Разговор происходил в кабинете Суркова в доме Союза писателей на улице Воровского. Алексей Александрович встал, подошел к шкафу и вернулся с бутылкой грузинского вина. Открыл ее, наполнил стаканы и со словами: «Научил старика!» – предложил выпить».
Воспоминания генерала Бобкова оставляют странное впечатление. А как же могло вестись следствие по делу о самоубийстве без знакомства с предсмертной запиской самоубийцы? Если чекисты и следователи и в самом деле не заглянули в письмо Фадеева, значит, не выполнили свои профессиональные обязанности. Если заглянули, к чему эти нравоучительные сентенции?
Предсмертное письмо держали в тайне от страны тридцать лет. Теперь оно рассекречено. Александр Фадеев, подводя нерадостные итоги, горько жаловался на власть, искалечившую его жизнь. Он возмущался не только жестокими сталинскими временами, но и тем, что делалось уже при Хрущеве:
«Не вижу возможности дальше жить, так как искусство, которому я отдал жизнь свою, загублено самоуверенно-невежественным руководством партии и теперь уже не может быть поправлено.

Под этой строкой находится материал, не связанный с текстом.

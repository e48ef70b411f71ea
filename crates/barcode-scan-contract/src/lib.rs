#![warn(missing_docs)]
//! # barcode-scan-contract
//!
//! ## Purpose
//! Reads the decode service's known response keys without requiring them.
//!
//! ## Responsibilities
//! - Extract `success`, `data`, `error`, and `barcodes[]` when present.
//! - Classify a body into a presentation-level [`ReportStatus`].
//! - Ignore malformed or unknown keys instead of failing.
//!
//! ## Data flow
//! Success payload ([`barcode_scan_core::ResponseBody`]) -> [`inspect_response`]
//! -> [`DecodeReport`] -> UI summary line.
//!
//! ## Error model
//! Inspection never fails; a body with none of the known keys is
//! [`ReportStatus::Unrecognized`].

use barcode_scan_core::ResponseBody;
use serde::{Deserialize, Serialize};
use serde_json::Value;

/// Symbology reported when a barcode entry has no `type`.
pub const UNKNOWN_SYMBOLOGY: &str = "UNKNOWN";

/// One barcode read by the service.
#[derive(Debug, Clone, PartialEq, Eq, Serialize, Deserialize)]
pub struct DecodedBarcode {
    /// Symbology name, for example `EAN13` or `QRCODE`.
    #[serde(rename = "type")]
    pub symbology: String,
    /// Decoded text.
    pub data: String,
}

/// Known keys extracted from a response body.
#[derive(Debug, Clone, Default, PartialEq, Eq)]
pub struct DecodeReport {
    /// `success` flag.
    pub success: Option<bool>,
    /// Single decoded value (`data`).
    pub data: Option<String>,
    /// Service error text (`error`).
    pub error: Option<String>,
    /// Barcodes listed under `barcodes`.
    pub barcodes: Vec<DecodedBarcode>,
}

/// Presentation-level reading of a report.
#[derive(Debug, Clone, PartialEq, Eq)]
pub enum ReportStatus {
    /// At least one value was decoded.
    Decoded,
    /// The service processed the image but found nothing.
    NotFound,
    /// The service reported an error.
    ServiceError(String),
    /// None of the known keys were present.
    Unrecognized,
}

impl DecodeReport {
    /// Classifies the report.
    pub fn status(&self) -> ReportStatus {
        if self.success == Some(false) || (self.error.is_some() && !self.has_values()) {
            return ReportStatus::ServiceError(
                self.error
                    .clone()
                    .unwrap_or_else(|| "unspecified error".to_string()),
            );
        }
        if self.has_values() {
            return ReportStatus::Decoded;
        }
        if self.success == Some(true) {
            return ReportStatus::NotFound;
        }
        ReportStatus::Unrecognized
    }

    /// Decoded values as `(symbology, data)` pairs; a bare `data` key has no
    /// symbology.
    pub fn values(&self) -> Vec<(Option<&str>, &str)> {
        let mut values: Vec<(Option<&str>, &str)> = self
            .barcodes
            .iter()
            .map(|barcode| (Some(barcode.symbology.as_str()), barcode.data.as_str()))
            .collect();
        if let Some(data) = &self.data
            && !values.iter().any(|(_, value)| *value == data.as_str())
        {
            values.push((None, data.as_str()));
        }
        values
    }

    fn has_values(&self) -> bool {
        !self.barcodes.is_empty() || self.data.is_some()
    }
}

/// Extracts the known keys from `body`.
pub fn inspect_response(body: &ResponseBody) -> DecodeReport {
    DecodeReport {
        success: body.get("success").and_then(Value::as_bool),
        data: body.get("data").and_then(Value::as_str).map(str::to_string),
        error: body.get("error").and_then(Value::as_str).map(str::to_string),
        barcodes: body
            .get("barcodes")
            .and_then(Value::as_array)
            .map(|entries| entries.iter().filter_map(barcode_entry).collect())
            .unwrap_or_default(),
    }
}

fn barcode_entry(entry: &Value) -> Option<DecodedBarcode> {
    let data = entry.get("data")?.as_str()?;
    let symbology = entry
        .get("type")
        .and_then(Value::as_str)
        .unwrap_or(UNKNOWN_SYMBOLOGY);

    Some(DecodedBarcode {
        symbology: symbology.to_string(),
        data: data.to_string(),
    })
}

Лучшие кадры литературы – в числе, которое даже не снилось царским сатрапам, физически истреблены или погибли благодаря преступному попустительству власть имущих; лучшие люди литературы умерли в преждевременном возрасте; все остальное, мало-мальски способное создавать истинные ценности, умерло, не достигнув сорока-пятидесяти лет.
Литература – эта святая святых – отдана на растерзание бюрократам и самым отсталым элементам народа, и с самых «высоких» трибун – таких как Московская конференция или XX партийный съезд, раздался новый лозунг: «Ату ее!»

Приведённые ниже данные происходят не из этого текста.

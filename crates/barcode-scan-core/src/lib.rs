#![warn(missing_docs)]
//! # barcode-scan-core
//!
//! ## Purpose
//! Defines the pure data model shared across the `barcode-scan` workspace.
//!
//! ## Responsibilities
//! - Represent the acquired still image and which source produced it.
//! - Represent the terminal outcome of one decode submission.
//! - Represent the mutually exclusive session phases.
//! - Provide the monotonically increasing submission sequence number.
//!
//! ## Data flow
//! Capture or file selection produces an [`AcquiredImage`]. The session turns
//! it into a submission tagged with a [`SubmissionId`], and the decode client
//! eventually yields a [`DecodeOutcome`] that settles the [`SessionPhase`].
//!
//! ## Ownership and lifetimes
//! Images and outcomes own their buffers (`String`, `Vec<u8>`, JSON maps) so
//! the session can hold them without borrowing from transient event payloads.
//!
//! ## Error model
//! Constructors reject empty inputs with [`CoreError`]. Every failure surfaced
//! to presentation is flattened into [`DecodeOutcome::Failure`] carrying
//! [`FAILURE_MESSAGE`].
//!
//! ## Example
//! ```rust
//! use barcode_scan_core::{AcquiredImage, ImageSource, SessionPhase};
//!
//! let image = AcquiredImage::camera("data:image/jpeg;base64,/9j/").unwrap();
//! assert_eq!(image.source(), ImageSource::Camera);
//! assert!(matches!(SessionPhase::default(), SessionPhase::Idle));
//! ```

use serde::{Deserialize, Serialize};
use thiserror::Error;

/// Message shown for every failed decode attempt, whatever the cause.
pub const FAILURE_MESSAGE: &str = "Failed to decode barcode. Please try again.";

/// Opaque JSON object returned by the decode service.
pub type ResponseBody = serde_json::Map<String, serde_json::Value>;

/// Acquisition path that produced the current image.
#[derive(Debug, Clone, Copy, PartialEq, Eq, Hash, Serialize, Deserialize)]
#[serde(rename_all = "snake_case")]
pub enum ImageSource {
    /// Live camera snapshot.
    Camera,
    /// File chosen from storage.
    Upload,
}

/// One still image ready for submission.
#[derive(Debug, Clone, PartialEq, Eq)]
pub enum AcquiredImage {
    /// Snapshot from the capture device, encoded as a data URI.
    CameraFrame {
        /// Self-describing image data string (`data:image/...;base64,...`).
        encoded_image: String,
    },
    /// File handed over by the picker.
    UploadedFile {
        /// Raw file contents.
        blob: Vec<u8>,
        /// Filename declared by the picker.
        filename: String,
        /// Declared MIME type, when the picker reported one.
        content_type: Option<String>,
    },
}

impl AcquiredImage {
    /// Creates a camera frame.
    ///
    /// # Errors
    /// Returns [`CoreError::EmptyCapture`] when `encoded_image` is blank.
    pub fn camera(encoded_image: impl Into<String>) -> Result<Self, CoreError> {
        let encoded_image = encoded_image.into();
        if encoded_image.trim().is_empty() {
            return Err(CoreError::EmptyCapture);
        }
        Ok(Self::CameraFrame { encoded_image })
    }

    /// Creates an uploaded file image.
    ///
    /// # Errors
    /// Returns [`CoreError::EmptyUpload`] when `blob` has no bytes.
    pub fn upload(
        blob: Vec<u8>,
        filename: impl Into<String>,
        content_type: Option<String>,
    ) -> Result<Self, CoreError> {
        if blob.is_empty() {
            return Err(CoreError::EmptyUpload);
        }
        Ok(Self::UploadedFile {
            blob,
            filename: filename.into(),
            content_type,
        })
    }

    /// Returns the acquisition path for this image.
    pub fn source(&self) -> ImageSource {
        match self {
            Self::CameraFrame { .. } => ImageSource::Camera,
            Self::UploadedFile { .. } => ImageSource::Upload,
        }
    }
}

/// Terminal result of one submission.
#[derive(Debug, Clone, PartialEq, Serialize, Deserialize)]
#[serde(tag = "status", rename_all = "snake_case")]
pub enum DecodeOutcome {
    /// The service answered with a JSON object. Its shape is not interpreted.
    Success {
        /// Parsed response body.
        payload: ResponseBody,
    },
    /// Submission could not complete: malformed capture, transport, or parse failure.
    Failure {
        /// Displayable message.
        message: String,
    },
}

impl DecodeOutcome {
    /// Builds the generic failure outcome.
    pub fn failure() -> Self {
        Self::Failure {
            message: FAILURE_MESSAGE.to_string(),
        }
    }

    /// Returns `true` for [`DecodeOutcome::Success`].
    pub fn is_success(&self) -> bool {
        matches!(self, Self::Success { .. })
    }

    /// Returns the failure message, if any.
    pub fn error_message(&self) -> Option<&str> {
        match self {
            Self::Failure { message } => Some(message),
            Self::Success { .. } => None,
        }
    }

    /// Returns the success payload, if any.
    pub fn payload(&self) -> Option<&ResponseBody> {
        match self {
            Self::Success { payload } => Some(payload),
            Self::Failure { .. } => None,
        }
    }
}

/// Session phase; exactly one is active.
#[derive(Debug, Clone, PartialEq, Default)]
pub enum SessionPhase {
    /// Nothing submitted, or the session was reset.
    #[default]
    Idle,
    /// A submission is in flight.
    Submitting,
    /// The latest submission finished.
    Settled(DecodeOutcome),
}

impl SessionPhase {
    /// Returns the settled outcome, if any.
    pub fn outcome(&self) -> Option<&DecodeOutcome> {
        match self {
            Self::Settled(outcome) => Some(outcome),
            Self::Idle | Self::Submitting => None,
        }
    }

    /// Short name used in logs and status projections.
    pub fn label(&self) -> &'static str {
        match self {
            Self::Idle => "idle",
            Self::Submitting => "submitting",
            Self::Settled(DecodeOutcome::Success { .. }) => "settled_success",
            Self::Settled(DecodeOutcome::Failure { .. }) => "settled_failure",
        }
    }
}

/// Sequence number identifying one submission.
///
/// Ids only grow; a resolution is relevant only while its id is the latest.
#[derive(Debug, Clone, Copy, PartialEq, Eq, PartialOrd, Ord, Hash, Default)]
pub struct SubmissionId(u64);

impl SubmissionId {
    /// Returns the following id.
    pub fn next(self) -> Self {
        Self(self.0.saturating_add(1))
    }

    /// Raw sequence value.
    pub fn value(self) -> u64 {
        self.0
    }
}

impl std::fmt::Display for SubmissionId {
    fn fmt(&self, f: &mut std::fmt::Formatter<'_>) -> std::fmt::Result {
        write!(f, "#{}", self.0)
    }
}

/// Error type for core model validation.
#[derive(Debug, Error, PartialEq, Eq)]
pub enum CoreError {
    /// Capture produced no image data.
    #[error("captured image is empty")]
    EmptyCapture,
    /// Selected file has no bytes.
    #[error("uploaded file is empty")]
    EmptyUpload,
}
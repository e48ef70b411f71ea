#![warn(missing_docs)]
//! # barcode-scan-client
//!
//! ## Purpose
//! Submits multipart image payloads to the barcode decode service.
//!
//! ## Responsibilities
//! - Validate the decode endpoint (`http` or `https`).
//! - Execute one POST per submission through an injectable transport.
//! - Parse the response body as a JSON object regardless of HTTP status.
//! - Collapse transport and parse failures into one displayable outcome.
//!
//! ## Data flow
//! [`barcode_scan_payload::MultipartPayload`] -> [`DecodeClient::submit`] ->
//! [`DecodeTransport::post_multipart`] -> [`parse_response_body`] ->
//! [`barcode_scan_core::DecodeOutcome`].
//!
//! ## Ownership and lifetimes
//! Payloads move into the transport so their bytes can become the request body
//! without another copy.
//!
//! ## Error model
//! [`DecodeError`] keeps the cause for logging. [`DecodeClient::decode`]
//! flattens it into [`barcode_scan_core::FAILURE_MESSAGE`].
//!
//! ## Example
//! ```rust
//! use barcode_scan_client::{DEFAULT_DECODE_ENDPOINT, validate_decode_endpoint};
//!
//! let url = validate_decode_endpoint(DEFAULT_DECODE_ENDPOINT).unwrap();
//! assert_eq!(url.port(), Some(5002));
//! ```

use std::sync::Arc;

use async_trait::async_trait;
use barcode_scan_core::{DecodeOutcome, ResponseBody};
use barcode_scan_payload::MultipartPayload;
use reqwest::multipart::{Form, Part};
use thiserror::Error;
use url::Url;

/// Decode endpoint used when no override is configured.
pub const DEFAULT_DECODE_ENDPOINT: &str = "http://localhost:5002/decode-barcode";

/// Status and body of one completed HTTP exchange.
#[derive(Debug, Clone, PartialEq, Eq)]
pub struct TransportResponse {
    /// HTTP status code.
    pub status: u16,
    /// Raw response body.
    pub body: Vec<u8>,
}

/// Abstract transport used by the decode client.
#[async_trait]
pub trait DecodeTransport: Send + Sync {
    /// Posts `payload` as multipart/form-data to `endpoint`.
    ///
    /// # Errors
    /// Returns [`DecodeError::Transport`] when the exchange cannot complete.
    async fn post_multipart(
        &self,
        endpoint: &Url,
        payload: MultipartPayload,
    ) -> Result<TransportResponse, DecodeError>;
}

/// reqwest-backed transport.
#[derive(Debug, Clone, Default)]
pub struct HttpTransport {
    client: reqwest::Client,
}

impl HttpTransport {
    /// Creates a transport with a default reqwest client.
    pub fn new() -> Self {
        Self::default()
    }

    /// Creates a transport around a preconfigured client.
    pub fn with_client(client: reqwest::Client) -> Self {
        Self { client }
    }
}

#[async_trait]
impl DecodeTransport for HttpTransport {
    async fn post_multipart(
        &self,
        endpoint: &Url,
        payload: MultipartPayload,
    ) -> Result<TransportResponse, DecodeError> {
        let MultipartPayload {
            field_name,
            filename,
            content_type,
            bytes,
        } = payload;

        let mut part = Part::bytes(bytes).file_name(filename);
        if let Some(content_type) = usable_content_type(content_type) {
            part = part.mime_str(&content_type).map_err(|error| {
                DecodeError::Transport(format!("invalid part content type: {error}"))
            })?;
        }
        let form = Form::new().part(field_name, part);

        let response = self
            .client
            .post(endpoint.clone())
            .multipart(form)
            .send()
            .await
            .map_err(|error| DecodeError::Transport(error.to_string()))?;

        let status = response.status().as_u16();
        let body = response
            .bytes()
            .await
            .map_err(|error| DecodeError::Transport(format!("body read failed: {error}")))?;

        Ok(TransportResponse {
            status,
            body: body.to_vec(),
        })
    }
}

/// Declared part type when reqwest accepts it; blank or unparsable types are
/// dropped so the part goes out untyped.
fn usable_content_type(content_type: Option<String>) -> Option<String> {
    let content_type = content_type?;
    let trimmed = content_type.trim();
    if trimmed.is_empty() {
        return None;
    }

    match Part::bytes(Vec::new()).mime_str(trimmed) {
        Ok(_) => Some(trimmed.to_string()),
        Err(error) => {
            tracing::debug!(content_type = trimmed, %error, "sending part without content type");
            None
        }
    }
}

/// Decode client bound to one endpoint.
#[derive(Clone)]
pub struct DecodeClient {
    endpoint: Url,
    transport: Arc<dyn DecodeTransport>,
}

impl DecodeClient {
    /// Creates a client with a validated endpoint.
    ///
    /// # Errors
    /// Returns [`DecodeError::InvalidEndpoint`] for unparsable or non-http(s) URLs.
    pub fn new(endpoint: &str, transport: Arc<dyn DecodeTransport>) -> Result<Self, DecodeError> {
        let endpoint = validate_decode_endpoint(endpoint)?;
        Ok(Self::with_endpoint(endpoint, transport))
    }

    /// Creates a client for an endpoint already checked by
    /// [`validate_decode_endpoint`].
    pub fn with_endpoint(endpoint: Url, transport: Arc<dyn DecodeTransport>) -> Self {
        Self {
            endpoint,
            transport,
        }
    }

    /// Creates a client using [`HttpTransport`].
    ///
    /// # Errors
    /// See [`DecodeClient::new`].
    pub fn http(endpoint: &str) -> Result<Self, DecodeError> {
        Self::new(endpoint, Arc::new(HttpTransport::new()))
    }

    /// Returns the configured endpoint.
    pub fn endpoint(&self) -> &Url {
        &self.endpoint
    }

    /// Posts one payload and parses the JSON body.
    ///
    /// The HTTP status is not interpreted; structured service errors come back
    /// as `Ok` bodies.
    ///
    /// # Errors
    /// Returns [`DecodeError::Transport`] or [`DecodeError::Parse`].
    pub async fn submit(&self, payload: MultipartPayload) -> Result<ResponseBody, DecodeError> {
        let len = payload.bytes.len();
        let response = self.transport.post_multipart(&self.endpoint, payload).await?;
        tracing::debug!(
            endpoint = %self.endpoint,
            status = response.status,
            sent = len,
            received = response.body.len(),
            "decode exchange completed"
        );
        parse_response_body(&response.body)
    }

    /// Posts one payload and returns the displayable outcome.
    pub async fn decode(&self, payload: MultipartPayload) -> DecodeOutcome {
        match self.submit(payload).await {
            Ok(payload) => DecodeOutcome::Success { payload },
            Err(error) => {
                tracing::warn!(kind = error.kind(), %error, "decode request failed");
                DecodeOutcome::failure()
            }
        }
    }
}

/// Validates the decode endpoint.
///
/// # Errors
/// Returns [`DecodeError::InvalidEndpoint`] for unparsable URLs and schemes
/// other than `http`/`https`.
pub fn validate_decode_endpoint(endpoint: &str) -> Result<Url, DecodeError> {
    let parsed = Url::parse(endpoint.trim())
        .map_err(|error| DecodeError::InvalidEndpoint(format!("invalid decode url: {error}")))?;

    match parsed.scheme() {
        "http" | "https" => Ok(parsed),
        other => Err(DecodeError::InvalidEndpoint(format!(
            "decode endpoint must use http or https, got {other}"
        ))),
    }
}

/// Parses a response body into a JSON object.
///
/// # Errors
/// Returns [`DecodeError::Parse`] for invalid JSON or a non-object top level.
pub fn parse_response_body(raw: &[u8]) -> Result<ResponseBody, DecodeError> {
    let value: serde_json::Value = serde_json::from_slice(raw)
        .map_err(|error| DecodeError::Parse(format!("response is not JSON: {error}")))?;

    match value {
        serde_json::Value::Object(map) => Ok(map),
        other => Err(DecodeError::Parse(format!(
            "response is not a JSON object: {}",
            json_kind(&other)
        ))),
    }
}

fn json_kind(value: &serde_json::Value) -> &'static str {
    match value {
        serde_json::Value::Null => "null",
        serde_json::Value::Bool(_) => "bool",
        serde_json::Value::Number(_) => "number",
        serde_json::Value::String(_) => "string",
        serde_json::Value::Array(_) => "array",
        serde_json::Value::Object(_) => "object",
    }
}

/// Decode client errors.
#[derive(Debug, Error, Clone, PartialEq, Eq)]
pub enum DecodeError {
    /// Endpoint is unusable.
    #[error("invalid endpoint: {0}")]
    InvalidEndpoint(String),
    /// Network, DNS, or connection failure.
    #[error("decode transport failure: {0}")]
    Transport(String),
    /// Body is not a JSON object.
    #[error("decode response parse failure: {0}")]
    Parse(String),
}

impl DecodeError {
    /// Stable category name for logs.
    pub fn kind(&self) -> &'static str {
        match self {
            Self::InvalidEndpoint(_) => "invalid_endpoint",
            Self::Transport(_) => "transport",
            Self::Parse(_) => "parse",
        }
    }
}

Тот путь, которым собираются «исправить» положение, вызывает возмущение: собрана группа невежд, за исключением немногих честных людей, находящихся в состоянии такой же затравленное™ и потому не могущих сказать правду, – и выводы, глубоко антиленинские, ибо исходят из бюрократических привычек, сопровождаются угрозой все той же «дубинки».
С каким чувством свободы и открытости мира входило мое поколение в литературу при Ленине, какие силы необъятные были в душе и какие прекрасные произведения мы создавали и еще могли бы создать!
Нас после смерти Ленина низвели до положения мальчишек, уничтожали, идеологически пугали и называли это – «партийностью». И теперь, когда все можно было бы исправить, сказалась примитивность, невежественность – при возмутительной дозе самоуверенности – тех, кто должен был все это исправить. Литература отдана во власть людей, неталантливых, мелких, злопамятных…
Самодовольство нуворишей от великого ленинского учения, даже тогда, когда они клянутся им, этим учением, привело к полному недоверию к ним с моей стороны, ибо от них можно ждать еще худшего, чем от сатрапа Сталина. Тот был хоть образован, а эти – невежды.
Жизнь моя как писателя теряет всякий смысл, и я с превеликой радостью как избавление от этого гнусного существования, где на тебя обрушиваются подлость, ложь и клевета, ухожу из этой жизни.
Последняя надежда была хоть сказать это людям, которые правят государством, но в течение уже трех лет, несмотря на мои просьбы, меня даже не могут принять».
О расследовании обстоятельств смерти Фадеева на следующий день председатель КГБ генерал армии Иван Александрович Серов доложил в ЦК:
«13 мая 1956 года, примерно в 15:00, у себя на даче, в Переделкино Кунцевского района, выстрелом из револьвера покончил жизнь самоубийством кандидат в члены ЦК КПСС писатель Фадеев Александр Александрович.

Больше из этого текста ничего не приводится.